WORK ORDER: Return all the lines below in which the string "notifications" appears.
-------
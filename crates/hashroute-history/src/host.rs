//! Host environment capabilities
//!
//! The coordinator never touches a location or history stack directly. A host
//! (a real browser binding, or an in-memory stand-in) exposes these primitives
//! and raises change notifications through handle-returning subscriptions.

use std::sync::Arc;

use serde::{Deserialize, Serialize};
use uuid::Uuid;

use crate::error::HostError;
use crate::HistoryError;

/// Change notifications a host can raise
#[derive(Debug, Clone, Copy, PartialEq, Eq, Hash)]
pub enum HostEvent {
    /// Back/forward traversal, and on most platforms hash edits too
    HistoryChanged,
    /// The visible hash changed
    HashChanged,
}

impl HostEvent {
    pub fn as_str(&self) -> &'static str {
        match self {
            HostEvent::HistoryChanged => "historyChanged",
            HostEvent::HashChanged => "hashChanged",
        }
    }
}

impl std::fmt::Display for HostEvent {
    fn fmt(&self, f: &mut std::fmt::Formatter<'_>) -> std::fmt::Result {
        write!(f, "{}", self.as_str())
    }
}

/// Listener invoked synchronously by the host's dispatch
pub type EventCallback = Arc<dyn Fn(HostEvent) -> Result<(), HistoryError> + Send + Sync>;

/// Opaque handle returned by [`HostEnvironment::subscribe`]
#[derive(Debug, Clone, Copy, PartialEq, Eq, Hash)]
pub struct SubscriptionHandle(Uuid);

impl SubscriptionHandle {
    pub fn new() -> Self {
        Self(Uuid::new_v4())
    }
}

impl Default for SubscriptionHandle {
    fn default() -> Self {
        Self::new()
    }
}

/// Browser-style split of the current location.
///
/// `protocol` keeps its trailing `:` and `port` is empty for the scheme's
/// default port.
#[derive(Debug, Clone, Default, PartialEq, Eq, Serialize, Deserialize)]
pub struct LocationParts {
    pub protocol: String,
    pub hostname: String,
    pub port: String,
    pub pathname: String,
    pub search: String,
    pub hash: String,
}

pub trait HostEnvironment: Send + Sync {
    /// Visible fragment, with or without its leading `#`
    fn current_fragment(&self) -> String;

    /// Record attached to the current history entry, if any
    fn current_persisted_state(&self) -> Option<serde_json::Value>;

    /// Append a history entry. Must not raise change notifications.
    fn push_state(&self, record: serde_json::Value, url: &str) -> Result<(), HostError>;

    /// Overwrite the current entry. `None` keeps the current URL.
    fn replace_state(&self, record: serde_json::Value, url: Option<&str>)
        -> Result<(), HostError>;

    fn navigate_back(&self) -> Result<(), HostError>;

    /// Leave the application entirely
    fn perform_full_navigation(&self, url: &str) -> Result<(), HostError>;

    fn set_title(&self, title: &str);

    fn subscribe(&self, event: HostEvent, callback: EventCallback) -> SubscriptionHandle;

    fn unsubscribe(&self, handle: SubscriptionHandle);

    fn location(&self) -> LocationParts;
}
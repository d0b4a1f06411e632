//! Inspection commands

use serde::{Deserialize, Serialize};

use hashroute_core::{HistoryEntry, Visit};

use super::CommandResult;
use crate::state::AppState;

#[derive(Debug, Serialize, Deserialize)]
pub struct StateInfo {
    pub fragment: String,
    pub query: String,
    pub state_string: String,
    pub url: String,
    pub title: String,
}

#[derive(Debug, Serialize, Deserialize)]
pub struct EntryInfo {
    pub index: usize,
    pub current: bool,
    pub url: String,
    pub record: Option<serde_json::Value>,
    pub title: String,
    pub created_at: String,
}

impl EntryInfo {
    fn new(index: usize, current: bool, entry: HistoryEntry) -> Self {
        Self {
            index,
            current,
            url: entry.url.to_string(),
            record: entry.record,
            title: entry.title,
            created_at: entry.created_at.to_rfc3339(),
        }
    }
}

pub fn current_state(state: &AppState) -> CommandResult<StateInfo> {
    let router = state.router();
    match router.state() {
        Some(current) => CommandResult::ok(StateInfo {
            fragment: current.fragment().to_string(),
            query: current.query().to_string(),
            state_string: current.state_string(),
            url: router.host().current_url().to_string(),
            title: router.host().title(),
        }),
        None => CommandResult::err("Router has not adopted a state yet".to_string()),
    }
}

pub fn entries(state: &AppState) -> CommandResult<Vec<EntryInfo>> {
    let host = state.router().host();
    let current = host.current_index();

    let entries = host
        .entries()
        .into_iter()
        .enumerate()
        .map(|(index, entry)| EntryInfo::new(index, index == current, entry))
        .collect();

    CommandResult::ok(entries)
}

pub fn visits(state: &AppState) -> CommandResult<Vec<Visit>> {
    CommandResult::ok(state.router().visits())
}

pub fn absolute_root(state: &AppState) -> CommandResult<String> {
    CommandResult::ok(state.router().absolute_root())
}

pub fn get_state(state: &AppState, key: &str) -> CommandResult<Option<serde_json::Value>> {
    CommandResult::ok(state.router().get_state(key))
}

pub fn set_title(state: &AppState, title: &str) -> CommandResult<String> {
    state.router().set_title(title);
    CommandResult::ok(title.to_string())
}
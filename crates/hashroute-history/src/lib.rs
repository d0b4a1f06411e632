//! hashroute History
//!
//! Keeps an application's navigation state in step with a browser-like
//! address bar. Three channels can change the visible location:
//! 1. Programmatic `navigate` calls
//! 2. Back/forward history moves
//! 3. Hash edits in the address bar
//!
//! Every channel funnels into one canonical `{fragment, query}` state, and the
//! route handler is invoked once per distinct transition.

mod coordinator;
mod error;
mod fragment;
mod host;
mod link;
mod options;
mod state;

pub use coordinator::{History, HistoryCoordinator};
pub use error::{HistoryError, HostError};
pub use fragment::{is_absolute_url, normalize_root, parse_fragment};
pub use host::{EventCallback, HostEnvironment, HostEvent, LocationParts, SubscriptionHandle};
pub use link::{LinkInterceptor, NavigationSink, NoLinkInterception};
pub use options::{CoordinatorConfig, CoordinatorOptions, NavigateOptions, RouteHandler};
pub use state::CanonicalState;

pub type Result<T> = std::result::Result<T, HistoryError>;
//! History error types

use thiserror::Error;

#[derive(Error, Debug)]
pub enum HistoryError {
    #[error("History has already been activated")]
    AlreadyActivated,

    #[error("Host error: {0}")]
    Host(#[from] HostError),

    #[error("Route handler failed: {0}")]
    Handler(#[source] anyhow::Error),

    #[error("Serialization error: {0}")]
    Serialization(#[from] serde_json::Error),
}

/// Failures raised by a host environment's history primitives.
#[derive(Error, Debug)]
pub enum HostError {
    #[error("History write rejected: {0}")]
    Rejected(String),

    #[error("Invalid URL: {0}")]
    InvalidUrl(String),

    #[error("No previous history entry")]
    NoPreviousEntry,

    #[error("No next history entry")]
    NoNextEntry,

    #[error("Event listener failed: {0}")]
    Listener(#[source] Box<HistoryError>),
}
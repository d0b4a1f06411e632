fn main() -> anyhow::Result<()> {
    hashroute_cli::run()
}
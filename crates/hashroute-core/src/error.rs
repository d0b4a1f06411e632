//! Core error types

use thiserror::Error;

#[derive(Error, Debug)]
pub enum CoreError {
    #[error("History error: {0}")]
    History(#[from] hashroute_history::HistoryError),

    #[error("Host error: {0}")]
    Host(#[from] hashroute_history::HostError),

    #[error("Serialization error: {0}")]
    Serialization(#[from] serde_json::Error),

    #[error("IO error: {0}")]
    Io(#[from] std::io::Error),

    #[error("Configuration error: {0}")]
    Config(String),
}
//! hashroute Core
//!
//! Coordination layer: loads settings, opens a host environment and drives a
//! history coordinator over it. Every route-handler invocation is recorded as
//! a visit.

mod error;
mod router;
mod settings;

pub use error::CoreError;
pub use router::{Router, Visit};
pub use settings::Settings;

// Re-export the history and host building blocks
pub use hashroute_history::{
    is_absolute_url, normalize_root, parse_fragment, CanonicalState, CoordinatorOptions,
    History, HistoryCoordinator, HistoryError, HostEnvironment, HostError, HostEvent,
    LocationParts, NavigateOptions,
};
pub use hashroute_host::{HistoryEntry, HistoryWrite, MemoryHost, WriteKind};

pub type Result<T> = std::result::Result<T, CoreError>;

/// Initialize logging
pub fn init_logging() {
    use tracing_subscriber::{fmt, EnvFilter};

    let filter = EnvFilter::try_from_default_env().unwrap_or_else(|_| EnvFilter::new("info"));

    fmt()
        .with_env_filter(filter)
        .with_target(true)
        .with_writer(std::io::stderr)
        .init();
}
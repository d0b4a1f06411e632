//! Canonical navigation state

use serde::ser::SerializeStruct;
use serde::{Deserialize, Serialize, Serializer};

/// The `{fragment, query}` pair the coordinator treats as ground truth.
///
/// The state string (`fragment?query`) is always derived from the two fields
/// and never stored, so equality only looks at `fragment` and `query`.
#[derive(Debug, Clone, PartialEq, Eq, Hash, Deserialize)]
pub struct CanonicalState {
    fragment: String,
    #[serde(default)]
    query: String,
}

impl CanonicalState {
    pub(crate) fn new(fragment: String, query: String) -> Self {
        Self { fragment, query }
    }

    /// Normalized path, always starting with `/`
    pub fn fragment(&self) -> &str {
        &self.fragment
    }

    /// Query without the leading `?`, possibly empty
    pub fn query(&self) -> &str {
        &self.query
    }

    /// `fragment`, followed by `?query` when the query is non-empty
    pub fn state_string(&self) -> String {
        if self.query.is_empty() {
            self.fragment.clone()
        } else {
            format!("{}?{}", self.fragment, self.query)
        }
    }

    /// Record persisted alongside a history entry.
    pub fn to_record(&self) -> serde_json::Result<serde_json::Value> {
        serde_json::to_value(self)
    }

    /// Read a persisted record back. Records written by anything other than
    /// [`CanonicalState::to_record`] are treated as absent.
    pub fn from_record(record: &serde_json::Value) -> Option<Self> {
        match Self::deserialize(record) {
            Ok(state) => Some(state),
            Err(e) => {
                tracing::debug!(error = %e, "Ignoring unreadable history record");
                None
            }
        }
    }
}

impl Serialize for CanonicalState {
    fn serialize<S: Serializer>(&self, serializer: S) -> Result<S::Ok, S::Error> {
        let mut record = serializer.serialize_struct("CanonicalState", 3)?;
        record.serialize_field("fragment", &self.fragment)?;
        record.serialize_field("query", &self.query)?;
        record.serialize_field("stateString", &self.state_string())?;
        record.end()
    }
}

impl std::fmt::Display for CanonicalState {
    fn fmt(&self, f: &mut std::fmt::Formatter<'_>) -> std::fmt::Result {
        write!(f, "{}", self.state_string())
    }
}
-------
ANSWER AREA:
//! and raises change notifications through handle-returning subscriptions.
/// Change notifications a host can raise
    /// Append a history entry. Must not raise change notifications.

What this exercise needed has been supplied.